[Work instructions]: Across the records that follow, how many lines contain the string "EGLDisplayHandle"? Answer with the number only.

[Stored data]
--------------------

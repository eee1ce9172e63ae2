//! EGL context related structs

use super::{
    display::EGLDisplayHandle,
    ffi::{self, EGLEntryPoints, LibEGL},
    wrap_egl_call, Error,
};
use libc::c_void;
use std::{ffi::CString, fmt, ptr};
use tracing::{debug, error, info, info_span, instrument, trace, warn};

/// Attributes to use when creating an OpenGL context.
#[derive(Debug, Clone, Copy, PartialEq, Eq)]
pub struct GlAttributes {
    /// The OpenGL version being requested, `(4, 6)` requests an OpenGL 4.6 core profile context.
    pub version: (u8, u8),
    /// Whether to enable the debug flag of the context.
    ///
    /// Debug contexts are usually slower but give better error reporting.
    /// Only honoured on EGL 1.5 and newer.
    pub debug: bool,
}

impl GlAttributes {
    /// Attributes for a non-debug context of the given version
    pub fn new(major: u8, minor: u8) -> GlAttributes {
        GlAttributes {
            version: (major, minor),
            debug: false,
        }
    }
}

/// A windowless OpenGL core profile context.
///
/// The context owns its display connection and is created current on the calling thread.
/// Dropping it unbinds it (if it is still current) and then releases the display.
///
/// There is exactly one owner per context: the type is neither `Clone` nor `Copy`,
/// and it is neither `Send` nor `Sync`, as the current binding belongs to one thread.
pub struct OffscreenContext {
    context: ffi::egl::types::EGLContext,
    display: EGLDisplayHandle,
    attributes: GlAttributes,
    pub(crate) span: tracing::Span,
}

impl OffscreenContext {
    /// Creates a new OpenGL `major.minor` core profile context on the default display
    /// and makes it current on the calling thread.
    pub fn new(major: u8, minor: u8) -> Result<OffscreenContext, Error> {
        OffscreenContext::with_attributes(GlAttributes::new(major, minor))
    }

    /// Creates a new context from the given [`GlAttributes`] and makes it current on the calling thread.
    pub fn with_attributes(attributes: GlAttributes) -> Result<OffscreenContext, Error> {
        let egl = LibEGL::get()?;
        OffscreenContext::create(egl, attributes)
    }

    pub(crate) fn create(
        egl: &'static dyn EGLEntryPoints,
        attributes: GlAttributes,
    ) -> Result<OffscreenContext, Error> {
        let span = info_span!("backend_egl", version = ?attributes.version);
        let _guard = span.enter();

        let display = EGLDisplayHandle::open_default(egl)?;
        let config = display.choose_config()?;
        display.bind_opengl_api()?;

        let egl_version = display.egl_version;
        let (major, minor) = attributes.version;
        let mut context_attributes = Vec::with_capacity(9);

        if egl_version >= (1, 5) || display.has_extension("EGL_KHR_create_context") {
            trace!("Setting CONTEXT_MAJOR_VERSION to {}", major);
            context_attributes.push(ffi::egl::CONTEXT_MAJOR_VERSION as i32);
            context_attributes.push(major as i32);
            trace!("Setting CONTEXT_MINOR_VERSION to {}", minor);
            context_attributes.push(ffi::egl::CONTEXT_MINOR_VERSION as i32);
            context_attributes.push(minor as i32);
            trace!("Setting CONTEXT_OPENGL_PROFILE_MASK to CORE");
            context_attributes.push(ffi::egl::CONTEXT_OPENGL_PROFILE_MASK as i32);
            context_attributes.push(ffi::egl::CONTEXT_OPENGL_CORE_PROFILE_BIT as i32);

            if attributes.debug {
                if egl_version >= (1, 5) {
                    trace!("Setting CONTEXT_OPENGL_DEBUG to TRUE");
                    context_attributes.push(ffi::egl::CONTEXT_OPENGL_DEBUG as i32);
                    context_attributes.push(ffi::egl::TRUE as i32);
                } else {
                    trace!("Debug contexts require EGL 1.5, ignoring debug flag");
                }
            }
        } else {
            error!(
                "EGL {:?} without EGL_KHR_create_context cannot request an OpenGL version",
                egl_version
            );
            return Err(Error::ContextCreationFailed(None));
        }

        context_attributes.push(ffi::egl::NONE as i32);

        trace!("Creating EGL context...");
        let context = wrap_egl_call(egl, "eglCreateContext", || unsafe {
            egl.create_context(*display, config, &context_attributes)
        })
        .map_err(|err| Error::ContextCreationFailed(Some(err)))?;
        if context == ffi::egl::NO_CONTEXT {
            return Err(Error::ContextCreationFailed(None));
        }
        info!("EGL context created");

        if egl_version < (1, 5) && !display.has_extension("EGL_KHR_surfaceless_context") {
            warn!("EGL_KHR_surfaceless_context is not supported, binding without a surface may fail");
        }

        drop(_guard);
        let context = OffscreenContext {
            context,
            display,
            attributes,
            span,
        };
        context.make_current()?;

        Ok(context)
    }

    /// Makes this context the current context of the calling thread, with no surface bound.
    ///
    /// Replaces whatever context was current before.
    #[instrument(level = "trace", parent = &self.span, skip(self))]
    pub fn make_current(&self) -> Result<(), Error> {
        self.bind(self.context)
    }

    /// Returns true if this context is the current one in the calling thread.
    pub fn is_current(&self) -> bool {
        unsafe { self.display.egl().get_current_context() == self.context }
    }

    /// Unbinds this context from the calling thread, if set.
    ///
    /// This does nothing if this context is not the current context
    #[instrument(level = "trace", parent = &self.span, skip(self))]
    pub fn unbind(&self) -> Result<(), Error> {
        if self.is_current() {
            self.bind(ffi::egl::NO_CONTEXT)?;
        }
        Ok(())
    }

    fn bind(&self, context: ffi::egl::types::EGLContext) -> Result<(), Error> {
        let egl = self.display.egl();
        let ret = wrap_egl_call(egl, "eglMakeCurrent", || unsafe {
            egl.make_current(*self.display, ffi::egl::NO_SURFACE, ffi::egl::NO_SURFACE, context)
        })
        .map_err(|err| Error::MakeCurrentFailed(Some(err)))?;
        if ret != ffi::egl::TRUE {
            return Err(Error::MakeCurrentFailed(None));
        }
        Ok(())
    }

    /// The attributes this context was created with
    pub fn attributes(&self) -> GlAttributes {
        self.attributes
    }

    /// The EGL version reported by the display, which may differ from the loaded library's.
    pub fn egl_version(&self) -> (i32, i32) {
        self.display.egl_version
    }

    /// Extensions supported by the display
    pub fn extensions(&self) -> &[String] {
        &self.display.extensions
    }

    /// Returns the address of an OpenGL function.
    ///
    /// Null if the symbol is unknown. The result does not guarantee an extension is actually
    /// supported by this context.
    pub fn get_proc_address(&self, symbol: &str) -> *const c_void {
        match CString::new(symbol) {
            Ok(symbol) => unsafe { self.display.egl().get_proc_address(&symbol) },
            Err(_) => ptr::null(),
        }
    }
}

impl fmt::Debug for OffscreenContext {
    fn fmt(&self, f: &mut fmt::Formatter<'_>) -> fmt::Result {
        f.debug_struct("OffscreenContext")
            .field("context", &self.context)
            .field("display", &self.display)
            .field("attributes", &self.attributes)
            .finish_non_exhaustive()
    }
}

impl Drop for OffscreenContext {
    fn drop(&mut self) {
        let _guard = self.span.enter();
        // The context has to be released before the display is terminated.
        if let Err(err) = self.unbind() {
            warn!("Failed to unbind EGL context on drop: {}", err);
        }
        debug!("Dropping EGL context");
        // `display` is dropped after this, terminating it if this was its last user
    }
}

--------------------

[Response to the task]: 3